ボタンを自分でとめることはできなかったのに。息子のハジメてに立ち会う瞬間だ。

その小さい手で不慣れながらもボタンをとめる姿を見守った。

時間がかかっている。

出発時間が迫っている。

それでも、フーフーと息を荒くしながら、ボタンをとめる息子を、心の中で頑張れ頑張れと応援した。

「できた!」息子の誇らしげな顔。

私は、すごいすごいと抱きしめた。

「息子とくっついていたい」私もそう言った。(今日は無理かな・・)

しかし、息子は、スッと私から離れリビングに戻ると、さっき苦労してとめたボタンを自ら外してお着替えをはじめた。

自信に満ちた表情で、あっという間に一人でお支度を全て終え、「ママ、行こう」と、玄関に向かった。

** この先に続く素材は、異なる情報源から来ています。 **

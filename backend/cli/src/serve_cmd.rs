//! `aegis serve`

use std::path::Path;
use std::sync::Arc;

use aegis_gateway::{
    ocr_settings_from_config, policy_from_config, serve, GatewaySettings, GatewayState,
};
use aegis_understanding::{DocumentReader, TesseractRecognizer};
use anyhow::Result;
use tracing::{info, warn};

use crate::settings;

pub async fn run(config_path: Option<&Path>, host: Option<String>, port: Option<u16>) -> Result<()> {
    let config = settings::load(config_path).await?;
    settings::init_logging(&config, false)?;

    let mut gateway = GatewaySettings::from_config(&config);
    if let Some(host) = host {
        gateway.host = host;
    }
    if let Some(port) = port {
        gateway.port = port;
    }

    let ocr = ocr_settings_from_config(&config);
    // Requests still succeed for .txt uploads without an engine.
    match TesseractRecognizer::new(ocr.clone()).initialize().await {
        Ok(engine) => info!(program = %engine.program, version = %engine.version, "OCR engine ready"),
        Err(e) => warn!(error = %e, "OCR engine unavailable; image and PDF uploads will fail"),
    }

    let policy = policy_from_config(&config);
    info!(
        host = %gateway.host,
        port = gateway.port,
        test_label = %policy.test_label,
        max_upload_bytes = gateway.max_upload_bytes,
        "Starting UnivAegis gateway"
    );

    let state = GatewayState::new(Arc::new(DocumentReader::from_settings(ocr)), policy);
    serve(gateway, state).await?;
    Ok(())
}
mod check_cmd;
mod extract_cmd;
mod serve_cmd;
mod settings;
mod status_cmd;
mod terminal_output;

use std::path::PathBuf;

use anyhow::Result;
use clap::{Parser, Subcommand};

#[derive(Parser)]
#[command(name = "aegis")]
#[command(about = "UnivAegis: admissions document verification engine")]
#[command(version)]
struct Cli {
    #[command(subcommand)]
    command: Commands,
}

#[derive(Subcommand)]
enum Commands {
    /// Start the verification HTTP server
    Serve {
        /// Interface to bind
        #[arg(long)]
        host: Option<String>,
        /// Port to bind the HTTP server to
        #[arg(short, long)]
        port: Option<u16>,
        /// Config file (defaults to the config directory)
        #[arg(short, long)]
        config: Option<PathBuf>,
    },
    /// Read one document and print the extracted fields as JSON
    Extract {
        file: PathBuf,
        #[arg(short, long)]
        config: Option<PathBuf>,
    },
    /// Decide eligibility from a grade and a language test score
    Check {
        /// Grade as text, e.g. "8.7" or "85%"
        #[arg(short, long)]
        grade: Option<String>,
        #[arg(short, long = "test-score")]
        test_score: Option<String>,
        #[arg(short, long)]
        config: Option<PathBuf>,
    },
    /// Query a running server's health endpoint
    Status {
        #[arg(short, long)]
        port: Option<u16>,
    },
}

#[tokio::main]
async fn main() -> Result<()> {
    let cli = Cli::parse();

    match cli.command {
        Commands::Serve { host, port, config } => {
            serve_cmd::run(config.as_deref(), host, port).await
        }
        Commands::Extract { file, config } => extract_cmd::run(config.as_deref(), &file).await,
        Commands::Check {
            grade,
            test_score,
            config,
        } => check_cmd::run(config.as_deref(), grade, test_score).await,
        Commands::Status { port } => status_cmd::run(port).await,
    }
}
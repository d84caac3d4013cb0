//! `aegis extract <FILE>`

use std::path::Path;

use aegis_core::Document;
use aegis_gateway::ocr_settings_from_config;
use aegis_understanding::{process_document, DocumentReader};
use anyhow::{Context, Result};

use crate::settings;

pub async fn run(config_path: Option<&Path>, file: &Path) -> Result<()> {
    let config = settings::load(config_path).await?;
    settings::init_logging(&config, true)?;

    let bytes = tokio::fs::read(file)
        .await
        .with_context(|| format!("Failed to read {}", file.display()))?;
    let filename = file
        .file_name()
        .map(|name| name.to_string_lossy().into_owned())
        .unwrap_or_default();

    let document = Document::new(filename, bytes)?;
    let reader = DocumentReader::from_settings(ocr_settings_from_config(&config));
    let record = process_document(&reader, &document).await?;

    println!("{}", serde_json::to_string_pretty(&record)?);
    Ok(())
}
//! Log Redaction Layer
//!
//! Scrubs monetary amounts, email addresses and phone numbers from strings
//! prior to logging. Document text and error messages may carry all three.

use regex::Regex;
use std::sync::LazyLock;

static EMAIL_RE: LazyLock<Regex> =
    LazyLock::new(|| Regex::new(r"[A-Za-z0-9._%+-]+@[A-Za-z0-9.-]+\.[A-Za-z]{2,}").unwrap());
static AMOUNT_RE: LazyLock<Regex> = LazyLock::new(|| {
    Regex::new(r"(?i)(?:\bRs\.?|\bINR|₹|\$)\s*[0-9][0-9,]*(?:\.[0-9]+)?").unwrap()
});
static TELEPHONE_RE: LazyLock<Regex> = LazyLock::new(|| {
    Regex::new(
        r"(?:\+?\d{1,3}[-.\s]?)?\(?\d{3}\)?[-.\s]?\d{3}[-.\s]?\d{4}|(?:\+91[-\s]?)?[6-9]\d{4}[-\s]\d{5}",
    )
    .unwrap()
});

/// Redacts sensitive patterns in a string.
pub fn redact_sensitive_data(input: &str) -> String {
    let redacted = EMAIL_RE.replace_all(input, "[REDACTED_EMAIL]");
    let redacted = AMOUNT_RE.replace_all(&redacted, "[REDACTED_AMOUNT]");
    TELEPHONE_RE
        .replace_all(&redacted, "[REDACTED_PHONE]")
        .into_owned()
}

#[cfg(test)]
mod tests {
    use super::*;

    #[test]
    fn redacts_amounts_in_every_currency() {
        let raw = "Balance: Rs. 1,25,000.50, fees ₹ 55000 and $1,200";
        let clean = redact_sensitive_data(raw);
        assert_eq!(
            clean,
            "Balance: [REDACTED_AMOUNT], fees [REDACTED_AMOUNT] and [REDACTED_AMOUNT]"
        );
    }

    #[test]
    fn redacts_contacts() {
        let raw = "Contact priya.raman@example.edu or +1-555-123-4567 or 98765 43210";
        let clean = redact_sensitive_data(raw);
        assert!(!clean.contains("priya.raman@example.edu"));
        assert!(!clean.contains("555-123-4567"));
        assert!(!clean.contains("98765 43210"));
        assert!(clean.contains("[REDACTED_EMAIL]"));
    }

    #[test]
    fn leaves_grades_alone() {
        let raw = "CGPA 9.2 meets requirement (>= 8.0)";
        assert_eq!(redact_sensitive_data(raw), raw);
    }
}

逞しいな。どんどん出来ることが増えて、私から離れていく息子。

子供が立った時、歩いた時 はもちろんのこと、子供のハジメてはどの瞬間も感動する。

出来るようになったら、出来ない時には戻らない。出来ることが積み重なると、出来なかった時がすごく貴重な時間だったなと思う。(かまいたちの09年M-1決勝のトトロネタみたいだな 笑)

言葉少なにバスの待合場まで向かう息子。バスに乗り込み、手を振った。その顔はやはり寂し気で、涙目だった。

**

あっという間に帰宅時間が来た。

どうっだったかな・・・という心配をよそに、幼稚園バスを降りると、興奮気味で絶好調な息子。

小さいなりに、「今日をやりきった」という達成感はあるんだなぁと関心していた。

私は朝の感動のまま息子をぎゅっと抱きしめようとしたのだが、「ぶぶーだめでーす」と拒否された。

そして、

「ママ、リンゴが食べたい。あと、う●こみたいなアイスも。」(チョコレートか、ソフトクリームか迷ったが、後者だった。)

「ママ、見て幼稚園で作ったの。う●こだよ」

口を開けば、う●この話しかしない。

帰宅後お着替えの時、脱ぐ必要のないパンツまで脱ぐ息子。全裸になり、側転やらジャンプやら、とにかく動き回っている。息子のムスコを揺らしては、即自らその揺れてるモノを確認し、ゲラゲラと笑っている。

帰宅後は、う●こに加えてムスコの話も加わった。

私の朝の感動は何だったのだろうか。

朝の健気で、可愛くて、逞しい息子は一体どこへ行ったのだろうか。

全裸で飛びはねる息子を見ながら、

「でも、まぁ、、大きくなったなぁ」と、

呆れながらも成長を感じたのだった。